DATASET RECORDS
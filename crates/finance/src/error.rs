use axum::Json;
use axum::http::StatusCode;
use axum::response::{IntoResponse, Response};
use interface::QuoteError;
use serde_json::json;
use thiserror::Error;

use crate::ledger::LedgerError;
use crate::store::StoreError;

/// 요청 단위 에러. 모두 요청 경계에서 복구 가능하다.
#[derive(Error, Debug)]
pub enum Error {
    #[error("invalid input: {0}")]
    InvalidInput(String),

    #[error("invalid symbol: {0}")]
    UnknownSymbol(String),

    #[error("can't afford")]
    InsufficientFunds,

    #[error("too many shares")]
    InsufficientShares,

    #[error("username already exists")]
    UsernameTaken,

    #[error(
        "password must be 6-20 characters combining uppercase, lowercase, numbers and symbols (@$!%*#?&)"
    )]
    WeakPassword,

    #[error("passwords must match")]
    PasswordMismatch,

    #[error("invalid username and/or password")]
    InvalidCredentials,

    #[error("authentication required")]
    Unauthorized,

    #[error("quote provider unavailable: {0}")]
    QuoteUnavailable(#[from] QuoteError),

    #[error("store unavailable: {0}")]
    StoreUnavailable(StoreError),

    #[error("internal error: {0}")]
    Internal(String),
}

impl Error {
    pub fn kind(&self) -> &'static str {
        match self {
            Error::InvalidInput(_) => "InvalidInput",
            Error::UnknownSymbol(_) => "UnknownSymbol",
            Error::InsufficientFunds => "InsufficientFunds",
            Error::InsufficientShares => "InsufficientShares",
            Error::UsernameTaken => "UsernameTaken",
            Error::WeakPassword => "WeakPassword",
            Error::PasswordMismatch => "PasswordMismatch",
            Error::InvalidCredentials => "InvalidCredentials",
            Error::Unauthorized => "Unauthorized",
            Error::QuoteUnavailable(_) => "QuoteUnavailable",
            Error::StoreUnavailable(_) => "StoreUnavailable",
            Error::Internal(_) => "Internal",
        }
    }

    pub fn status(&self) -> StatusCode {
        match self {
            Error::InvalidInput(_)
            | Error::UnknownSymbol(_)
            | Error::InsufficientFunds
            | Error::InsufficientShares
            | Error::UsernameTaken
            | Error::WeakPassword
            | Error::PasswordMismatch => StatusCode::BAD_REQUEST,
            Error::InvalidCredentials => StatusCode::FORBIDDEN,
            Error::Unauthorized => StatusCode::UNAUTHORIZED,
            Error::QuoteUnavailable(_) => StatusCode::BAD_GATEWAY,
            Error::StoreUnavailable(_) => StatusCode::SERVICE_UNAVAILABLE,
            Error::Internal(_) => StatusCode::INTERNAL_SERVER_ERROR,
        }
    }
}

impl From<LedgerError> for Error {
    fn from(e: LedgerError) -> Self {
        match e {
            LedgerError::InsufficientFunds { .. } => Error::InsufficientFunds,
            LedgerError::InsufficientShares { .. } => Error::InsufficientShares,
            other => Error::InvalidInput(other.to_string()),
        }
    }
}

impl From<StoreError> for Error {
    fn from(e: StoreError) -> Self {
        match e {
            StoreError::Rejected(rejection) => rejection.into(),
            StoreError::DuplicateUsername(_) => Error::UsernameTaken,
            // 토큰은 유효하지만 계정이 없는 경우
            StoreError::UserNotFound(_) => Error::Unauthorized,
            other => Error::StoreUnavailable(other),
        }
    }
}

impl IntoResponse for Error {
    fn into_response(self) -> Response {
        let status = self.status();
        if status.is_server_error() {
            tracing::error!("{}", self);
        }

        // 내부 장애 상세는 응답에 싣지 않는다
        let message = match &self {
            Error::QuoteUnavailable(_) => "quote provider unavailable".to_string(),
            Error::StoreUnavailable(_) => "store unavailable".to_string(),
            Error::Internal(_) => "internal error".to_string(),
            other => other.to_string(),
        };

        (
            status,
            Json(json!({ "error": self.kind(), "message": message })),
        )
            .into_response()
    }
}

#[cfg(test)]
mod tests {
    use super::*;
    use rust_decimal_macros::dec;

    #[test]
    fn test_status_classes() {
        assert_eq!(Error::InsufficientFunds.status(), StatusCode::BAD_REQUEST);
        assert_eq!(Error::WeakPassword.status(), StatusCode::BAD_REQUEST);
        assert_eq!(Error::InvalidCredentials.status(), StatusCode::FORBIDDEN);
        assert_eq!(Error::Unauthorized.status(), StatusCode::UNAUTHORIZED);
        assert_eq!(
            Error::StoreUnavailable(StoreError::Conflict).status(),
            StatusCode::SERVICE_UNAVAILABLE
        );
        assert_eq!(
            Error::QuoteUnavailable(QuoteError::Other("down".into())).status(),
            StatusCode::BAD_GATEWAY
        );
        assert_eq!(
            Error::Internal("hash".into()).status(),
            StatusCode::INTERNAL_SERVER_ERROR
        );
    }

    #[tokio::test]
    async fn test_internal_details_are_hidden() {
        let response = Error::Internal("argon2 params".into()).into_response();
        assert_eq!(response.status(), StatusCode::INTERNAL_SERVER_ERROR);

        let bytes = axum::body::to_bytes(response.into_body(), usize::MAX)
            .await
            .unwrap();
        let body: serde_json::Value = serde_json::from_slice(&bytes).unwrap();
        assert_eq!(body["error"], "Internal");
        assert_eq!(body["message"], "internal error");
    }

    #[test]
    fn test_store_rejections_map_to_business_errors() {
        let err: Error = StoreError::Rejected(LedgerError::InsufficientFunds {
            required: dec!(500),
            available: dec!(100),
        })
        .into();
        assert!(matches!(err, Error::InsufficientFunds));

        let err: Error = StoreError::Rejected(LedgerError::InsufficientShares {
            requested: 5,
            held: 1,
        })
        .into();
        assert!(matches!(err, Error::InsufficientShares));

        let err: Error = StoreError::DuplicateUsername("alice".into()).into();
        assert!(matches!(err, Error::UsernameTaken));

        let err: Error = StoreError::Corrupt("bad row".into()).into();
        assert!(matches!(err, Error::StoreUnavailable(_)));
    }
}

WORK ITEM
Quote each line of the listing above exactly.

ANSWER SECTION
filename crates/finance/src/error.rs
use axum::Json;
use axum::http::StatusCode;
use axum::response::{IntoResponse, Response};
use interface::QuoteError;
use serde_json::json;
use thiserror::Error;

use crate::ledger::LedgerError;
use crate::store::StoreError;

/// 요청 단위 에러. 모두 요청 경계에서 복구 가능하다.
#[derive(Error, Debug)]
pub enum Error {
    #[error("invalid input: {0}")]
    InvalidInput(String),

    #[error("invalid symbol: {0}")]
    UnknownSymbol(String),

    #[error("can't afford")]
    InsufficientFunds,

    #[error("too many shares")]
    InsufficientShares,

    #[error("username already exists")]
    UsernameTaken,

    #[error(
        "password must be 6-20 characters combining uppercase, lowercase, numbers and symbols (@$!%*#?&)"
    )]
    WeakPassword,

    #[error("passwords must match")]
    PasswordMismatch,

    #[error("invalid username and/or password")]
    InvalidCredentials,

    #[error("authentication required")]
    Unauthorized,

    #[error("quote provider unavailable: {0}")]
    QuoteUnavailable(#[from] QuoteError),

    #[error("store unavailable: {0}")]
    StoreUnavailable(StoreError),

    #[error("internal error: {0}")]
    Internal(String),
}

impl Error {
    pub fn kind(&self) -> &'static str {
        match self {
            Error::InvalidInput(_) => "InvalidInput",
            Error::UnknownSymbol(_) => "UnknownSymbol",
            Error::InsufficientFunds => "InsufficientFunds",
            Error::InsufficientShares => "InsufficientShares",
            Error::UsernameTaken => "UsernameTaken",
            Error::WeakPassword => "WeakPassword",
            Error::PasswordMismatch => "PasswordMismatch",
            Error::InvalidCredentials => "InvalidCredentials",
            Error::Unauthorized => "Unauthorized",
            Error::QuoteUnavailable(_) => "QuoteUnavailable",
            Error::StoreUnavailable(_) => "StoreUnavailable",
            Error::Internal(_) => "Internal",
        }
    }

    pub fn status(&self) -> StatusCode {
        match self {
            Error::InvalidInput(_)
            | Error::UnknownSymbol(_)
            | Error::InsufficientFunds
            | Error::InsufficientShares
            | Error::UsernameTaken
            | Error::WeakPassword
            | Error::PasswordMismatch => StatusCode::BAD_REQUEST,
            Error::InvalidCredentials => StatusCode::FORBIDDEN,
            Error::Unauthorized => StatusCode::UNAUTHORIZED,
            Error::QuoteUnavailable(_) => StatusCode::BAD_GATEWAY,
            Error::StoreUnavailable(_) => StatusCode::SERVICE_UNAVAILABLE,
            Error::Internal(_) => StatusCode::INTERNAL_SERVER_ERROR,
        }
    }
}

impl From<LedgerError> for Error {
    fn from(e: LedgerError) -> Self {
        match e {
            LedgerError::InsufficientFunds { .. } => Error::InsufficientFunds,
            LedgerError::InsufficientShares { .. } => Error::InsufficientShares,
            other => Error::InvalidInput(other.to_string()),
        }
    }
}

impl From<StoreError> for Error {
    fn from(e: StoreError) -> Self {
        match e {
            StoreError::Rejected(rejection) => rejection.into(),
            StoreError::DuplicateUsername(_) => Error::UsernameTaken,
            // 토큰은 유효하지만 계정이 없는 경우
            StoreError::UserNotFound(_) => Error::Unauthorized,
            other => Error::StoreUnavailable(other),
        }
    }
}

impl IntoResponse for Error {
    fn into_response(self) -> Response {
        let status = self.status();
        if status.is_server_error() {
            tracing::error!("{}", self);
        }

        // 내부 장애 상세는 응답에 싣지 않는다
        let message = match &self {
            Error::QuoteUnavailable(_) => "quote provider unavailable".to_string(),
            Error::StoreUnavailable(_) => "store unavailable".to_string(),
            Error::Internal(_) => "internal error".to_string(),
            other => other.to_string(),
        };

        (
            status,
            Json(json!({ "error": self.kind(), "message": message })),
        )
            .into_response()
    }
}

#[cfg(test)]
mod tests {
    use super::*;
    use rust_decimal_macros::dec;

    #[test]
    fn test_status_classes() {
        assert_eq!(Error::InsufficientFunds.status(), StatusCode::BAD_REQUEST);
        assert_eq!(Error::WeakPassword.status(), StatusCode::BAD_REQUEST);
        assert_eq!(Error::InvalidCredentials.status(), StatusCode::FORBIDDEN);
        assert_eq!(Error::Unauthorized.status(), StatusCode::UNAUTHORIZED);
        assert_eq!(
            Error::StoreUnavailable(StoreError::Conflict).status(),
            StatusCode::SERVICE_UNAVAILABLE
        );
        assert_eq!(
            Error::QuoteUnavailable(QuoteError::Other("down".into())).status(),
            StatusCode::BAD_GATEWAY
        );
        assert_eq!(
            Error::Internal("hash".into()).status(),
            StatusCode::INTERNAL_SERVER_ERROR
        );
    }

    #[tokio::test]
    async fn test_internal_details_are_hidden() {
        let response = Error::Internal("argon2 params".into()).into_response();
        assert_eq!(response.status(), StatusCode::INTERNAL_SERVER_ERROR);

        let bytes = axum::body::to_bytes(response.into_body(), usize::MAX)
            .await
            .unwrap();
        let body: serde_json::Value = serde_json::from_slice(&bytes).unwrap();
        assert_eq!(body["error"], "Internal");
        assert_eq!(body["message"], "internal error");
    }

    #[test]
    fn test_store_rejections_map_to_business_errors() {
        let err: Error = StoreError::Rejected(LedgerError::InsufficientFunds {
            required: dec!(500),
            available: dec!(100),
        })
        .into();
        assert!(matches!(err, Error::InsufficientFunds));

        let err: Error = StoreError::Rejected(LedgerError::InsufficientShares {
            requested: 5,
            held: 1,
        })
        .into();
        assert!(matches!(err, Error::InsufficientShares));

        let err: Error = StoreError::DuplicateUsername("alice".into()).into();
        assert!(matches!(err, Error::UsernameTaken));

        let err: Error = StoreError::Corrupt("bad row".into()).into();
        assert!(matches!(err, Error::StoreUnavailable(_)));
    }
}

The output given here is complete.